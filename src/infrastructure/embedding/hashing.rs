use async_trait::async_trait;
use sha2::{Digest, Sha256};

use crate::domain::{ports::EmbeddingService, DomainError, Embedding};

/// Offline bag-of-words embedding using signed feature hashing.
///
/// Lowercased alphanumeric tokens are hashed into `dimension` buckets and the
/// result is L2-normalized, so texts sharing words score higher under cosine
/// similarity. Useful without network access and in tests.
pub struct HashingEmbedding {
    dimension: usize,
}

impl HashingEmbedding {
    pub fn new(dimension: usize) -> Self {
        Self { dimension }
    }

    fn vectorize(&self, text: &str) -> Embedding {
        let mut vector = vec![0.0f32; self.dimension];

        for token in text
            .split(|c: char| !c.is_alphanumeric())
            .filter(|t| !t.is_empty())
        {
            let digest = Sha256::digest(token.to_lowercase().as_bytes());
            let mut bucket = [0u8; 8];
            bucket.copy_from_slice(&digest[..8]);
            let slot = (u64::from_le_bytes(bucket) % self.dimension as u64) as usize;
            let sign = if digest[8] & 1 == 0 { 1.0 } else { -1.0 };
            vector[slot] += sign;
        }

        Embedding::new(vector).normalized()
    }
}

#[async_trait]
impl EmbeddingService for HashingEmbedding {
    async fn embed(&self, text: &str) -> Result<Embedding, DomainError> {
        if self.dimension == 0 {
            return Err(DomainError::embedding("hashing dimension must be positive"));
        }
        Ok(self.vectorize(text))
    }

    fn dimension(&self) -> usize {
        self.dimension
    }
}
use chrono::Utc;
use std::sync::{RwLock, RwLockReadGuard, RwLockWriteGuard};

use crate::domain::{errors::DomainError, ConversationTurn, Result};

/// Append-only log of one conversation's turns.
///
/// Readers always get a copy, so a snapshot stays valid while further turns
/// are appended.
#[derive(Debug, Default)]
pub struct ConversationMemory {
    turns: RwLock<Vec<ConversationTurn>>,
}

impl ConversationMemory {
    pub fn new() -> Self {
        Self::default()
    }

    fn read(&self) -> Result<RwLockReadGuard<'_, Vec<ConversationTurn>>> {
        self.turns
            .read()
            .map_err(|e| DomainError::internal(e.to_string()))
    }

    fn write(&self) -> Result<RwLockWriteGuard<'_, Vec<ConversationTurn>>> {
        self.turns
            .write()
            .map_err(|e| DomainError::internal(e.to_string()))
    }

    /// Appends a turn and returns its sequence number.
    pub fn append(&self, turn: ConversationTurn) -> Result<u64> {
        validate(&turn)?;
        let mut turns = self.write()?;
        Ok(push(&mut turns, turn))
    }

    /// Appends a question and its answer under a single lock.
    pub fn append_exchange(
        &self,
        user: ConversationTurn,
        assistant: ConversationTurn,
    ) -> Result<(u64, u64)> {
        validate(&user)?;
        validate(&assistant)?;
        let mut turns = self.write()?;
        let first = push(&mut turns, user);
        let second = push(&mut turns, assistant);
        Ok((first, second))
    }

    pub fn history(&self) -> Result<Vec<ConversationTurn>> {
        Ok(self.read()?.clone())
    }

    /// The last `n` turns in chronological order.
    pub fn recent(&self, n: usize) -> Result<Vec<ConversationTurn>> {
        let turns = self.read()?;
        let skip = turns.len().saturating_sub(n);
        Ok(turns[skip..].to_vec())
    }

    pub fn clear(&self) -> Result<()> {
        self.write()?.clear();
        Ok(())
    }

    pub fn len(&self) -> Result<usize> {
        Ok(self.read()?.len())
    }

    pub fn is_empty(&self) -> Result<bool> {
        Ok(self.read()?.is_empty())
    }

    /// Flat export, one `"<Role>: <text>\n\n"` block per turn.
    pub fn transcript(&self) -> Result<String> {
        Ok(render_transcript(&self.read()?))
    }
}

pub fn render_transcript(turns: &[ConversationTurn]) -> String {
    turns.iter().map(ConversationTurn::transcript_line).collect()
}

fn validate(turn: &ConversationTurn) -> Result<()> {
    if turn.text.trim().is_empty() {
        return Err(DomainError::invalid_turn(format!(
            "{} turn has no text",
            turn.role.as_str()
        )));
    }
    Ok(())
}

fn push(turns: &mut Vec<ConversationTurn>, mut turn: ConversationTurn) -> u64 {
    let sequence = turns.len() as u64;
    turn.sequence = sequence;
    turn.timestamp = Utc::now();
    turns.push(turn);
    sequence
}
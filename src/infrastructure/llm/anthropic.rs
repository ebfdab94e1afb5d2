use async_trait::async_trait;
use rig::client::{CompletionClient, ProviderClient};
use rig::completion::Prompt;
use rig::providers::anthropic;
use tracing::instrument;

use crate::domain::{
    ports::{GenerationOptions, LlmService},
    DomainError,
};

/// Anthropic completions through rig. Reads `ANTHROPIC_API_KEY` from the environment.
pub struct AnthropicLlm {
    model: String,
}

impl AnthropicLlm {
    pub fn new(model: impl Into<String>) -> Self {
        Self {
            model: model.into(),
        }
    }
}

#[async_trait]
impl LlmService for AnthropicLlm {
    #[instrument(skip(self, prompt, options), fields(model = %self.model))]
    async fn complete(
        &self,
        prompt: &str,
        options: &GenerationOptions,
    ) -> Result<String, DomainError> {
        let client = anthropic::Client::from_env();
        let agent = client
            .agent(&self.model)
            .temperature(options.temperature as f64)
            .max_tokens(options.max_tokens)
            .build();
        agent
            .prompt(prompt)
            .await
            .map_err(|e| DomainError::generation(e.to_string()))
    }

    #[instrument(skip(self, system, prompt, options), fields(model = %self.model))]
    async fn complete_with_system(
        &self,
        system: &str,
        prompt: &str,
        options: &GenerationOptions,
    ) -> Result<String, DomainError> {
        let client = anthropic::Client::from_env();
        let agent = client
            .agent(&self.model)
            .preamble(system)
            .temperature(options.temperature as f64)
            .max_tokens(options.max_tokens)
            .build();
        agent
            .prompt(prompt)
            .await
            .map_err(|e| DomainError::generation(e.to_string()))
    }
}
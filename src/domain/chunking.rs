//! Character-window text splitting.
//!
//! Text is cut into units on a separator (every char is a unit when the
//! separator is empty). Units are packed greedily into windows of at most
//! `chunk_size` chars, and each window after the first re-reads the trailing
//! `chunk_overlap` chars of its predecessor. All positions are char offsets
//! into the original text, so every chunk is an exact substring.

use serde::{Deserialize, Serialize};

use crate::domain::{errors::DomainError, Chunk, Document, Result};

#[derive(Debug, Clone, PartialEq, Eq, Serialize, Deserialize)]
#[serde(default)]
pub struct ChunkingConfig {
    pub separator: String,
    pub chunk_size: usize,
    pub chunk_overlap: usize,
}

impl Default for ChunkingConfig {
    fn default() -> Self {
        Self {
            separator: "\n".to_string(),
            chunk_size: 1000,
            chunk_overlap: 200,
        }
    }
}

impl ChunkingConfig {
    pub fn new(separator: impl Into<String>, chunk_size: usize, chunk_overlap: usize) -> Self {
        Self {
            separator: separator.into(),
            chunk_size,
            chunk_overlap,
        }
    }

    pub fn validate(&self) -> Result<()> {
        if self.chunk_size == 0 {
            return Err(DomainError::invalid_config("chunk_size must be greater than 0"));
        }
        if self.chunk_overlap >= self.chunk_size {
            return Err(DomainError::invalid_config(format!(
                "chunk_overlap ({}) must be smaller than chunk_size ({})",
                self.chunk_overlap, self.chunk_size
            )));
        }
        Ok(())
    }
}

/// Half-open range of char positions.
#[derive(Debug, Clone, Copy, PartialEq, Eq)]
pub struct Span {
    pub start: usize,
    pub end: usize,
}

impl Span {
    pub fn len(&self) -> usize {
        self.end - self.start
    }

    pub fn is_empty(&self) -> bool {
        self.end == self.start
    }
}

#[derive(Debug, Clone)]
pub struct TextChunker {
    config: ChunkingConfig,
}

impl TextChunker {
    pub fn new(config: ChunkingConfig) -> Result<Self> {
        config.validate()?;
        Ok(Self { config })
    }

    pub fn config(&self) -> &ChunkingConfig {
        &self.config
    }

    /// Window positions for `text`, in order.
    pub fn spans(&self, text: &str) -> Vec<Span> {
        let bounds = char_bounds(text);
        let units = split_units(text, &self.config.separator, &bounds);
        pack_windows(&units, self.config.chunk_size, self.config.chunk_overlap)
    }

    pub fn split(&self, text: &str) -> Vec<String> {
        let bounds = char_bounds(text);
        self.spans(text)
            .into_iter()
            .map(|span| text[bounds[span.start]..bounds[span.end]].to_string())
            .collect()
    }

    pub fn chunk(&self, document: &Document) -> Vec<Chunk> {
        let text = document.text.as_str();
        let bounds = char_bounds(text);
        self.spans(text)
            .into_iter()
            .enumerate()
            .map(|(index, span)| {
                Chunk::new(
                    document.id.as_str(),
                    &text[bounds[span.start]..bounds[span.end]],
                    span.start,
                    index,
                )
            })
            .collect()
    }
}

/// Splits `text` into chunks attributed to `document_id`.
pub fn chunk_text(document_id: &str, text: &str, config: &ChunkingConfig) -> Result<Vec<Chunk>> {
    let chunker = TextChunker::new(config.clone())?;
    Ok(chunker.chunk(&Document::new(document_id, text)))
}

/// Byte offset of every char, plus the total length as a sentinel.
fn char_bounds(text: &str) -> Vec<usize> {
    text.char_indices()
        .map(|(byte, _)| byte)
        .chain(std::iter::once(text.len()))
        .collect()
}

fn split_units(text: &str, separator: &str, bounds: &[usize]) -> Vec<Span> {
    let char_count = bounds.len() - 1;
    if separator.is_empty() {
        return (0..char_count)
            .map(|i| Span { start: i, end: i + 1 })
            .collect();
    }

    // match_indices only yields char boundaries, so the lookup is exact.
    let char_at = |byte: usize| bounds.partition_point(|&b| b < byte);

    let mut units = Vec::new();
    let mut from = 0;
    for (at, _) in text.match_indices(separator) {
        units.push(Span {
            start: char_at(from),
            end: char_at(at),
        });
        from = at + separator.len();
    }
    units.push(Span {
        start: char_at(from),
        end: char_count,
    });

    units.retain(|unit| !unit.is_empty());
    units
}

fn pack_windows(units: &[Span], size: usize, overlap: usize) -> Vec<Span> {
    let Some(text_end) = units.last().map(|unit| unit.end) else {
        return Vec::new();
    };

    let mut windows: Vec<Span> = Vec::new();
    let mut next = 0;

    while next < units.len() {
        let fresh = units[next];

        if fresh.len() > size {
            windows.push(fresh);
            next += 1;
            continue;
        }

        let start = match windows.last() {
            Some(prev) if overlap > 0 => prev.end.saturating_sub(overlap).max(prev.start),
            _ => fresh.start,
        };

        let (start, end) = if text_end - fresh.start <= size {
            // The remaining text fits one more window of fresh content.
            next = units.len();
            (start, text_end)
        } else {
            // Overlap gives way before a non-final window outgrows `size`.
            let start = start.max(fresh.end.saturating_sub(size));
            let mut end = fresh.end;
            next += 1;
            while next < units.len() && units[next].end - start <= size {
                end = units[next].end;
                next += 1;
            }
            (start, end)
        };

        windows.push(Span { start, end });
    }

    windows
}
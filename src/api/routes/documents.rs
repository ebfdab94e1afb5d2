use axum::{extract::State, Json};
use serde::{Deserialize, Serialize};
use uuid::Uuid;

use crate::api::state::AppState;
use crate::application::IngestReport;
use crate::domain::{Document, DomainError};

#[derive(Debug, Deserialize)]
pub struct IngestRequest {
    pub documents: Vec<DocumentPayload>,
}

#[derive(Debug, Deserialize)]
pub struct DocumentPayload {
    pub id: String,
    pub text: String,
}

#[derive(Debug, Deserialize)]
pub struct SearchRequest {
    pub query: String,
    pub limit: Option<usize>,
}

#[derive(Debug, Serialize)]
pub struct SearchResultResponse {
    pub chunk_id: Uuid,
    pub document_id: String,
    pub content: String,
    pub start: usize,
    pub length: usize,
    pub score: f32,
}

pub async fn ingest_documents(
    State(state): State<AppState>,
    Json(request): Json<IngestRequest>,
) -> Result<Json<IngestReport>, DomainError> {
    if request.documents.is_empty() {
        return Err(DomainError::invalid_input("no documents given"));
    }

    let documents = request
        .documents
        .into_iter()
        .map(|d| Document::new(d.id, d.text))
        .collect();
    let report = state.ingestion.ingest(documents).await?;
    Ok(Json(report))
}

pub async fn search_documents(
    State(state): State<AppState>,
    Json(request): Json<SearchRequest>,
) -> Result<Json<Vec<SearchResultResponse>>, DomainError> {
    if request.query.trim().is_empty() {
        return Err(DomainError::invalid_input("query must not be blank"));
    }

    let index = state
        .ingestion
        .index()?
        .ok_or_else(|| DomainError::not_ready("no documents have been ingested"))?;
    let top_k = request.limit.unwrap_or(state.config.config.rag.top_k);
    let results = index.query(&request.query, top_k).await?;

    Ok(Json(
        results
            .into_iter()
            .map(|r| SearchResultResponse {
                chunk_id: r.chunk.id,
                document_id: r.chunk.document_id,
                content: r.chunk.content,
                start: r.chunk.start,
                length: r.chunk.length,
                score: r.score,
            })
            .collect(),
    ))
}
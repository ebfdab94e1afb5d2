use crate::domain::errors::DomainError;
use async_trait::async_trait;
use serde::{Deserialize, Serialize};

#[derive(Debug, Clone, Copy, PartialEq, Serialize, Deserialize)]
pub struct GenerationOptions {
    pub temperature: f32,
    pub max_tokens: u64,
}

impl Default for GenerationOptions {
    fn default() -> Self {
        Self {
            temperature: 0.5,
            max_tokens: 512,
        }
    }
}

#[async_trait]
pub trait LlmService: Send + Sync {
    async fn complete(
        &self,
        prompt: &str,
        options: &GenerationOptions,
    ) -> Result<String, DomainError>;

    async fn complete_with_system(
        &self,
        system: &str,
        prompt: &str,
        options: &GenerationOptions,
    ) -> Result<String, DomainError> {
        let combined = format!("{system}\n\n{prompt}");
        self.complete(&combined, options).await
    }
}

──────

• Action item: Report each line in the data that holds the word "while".

• Finished exercise:
/// Readers always get a copy, so a snapshot stays valid while further turns
    while next < units.len() {
            while next < units.len() && units[next].end - start <= size {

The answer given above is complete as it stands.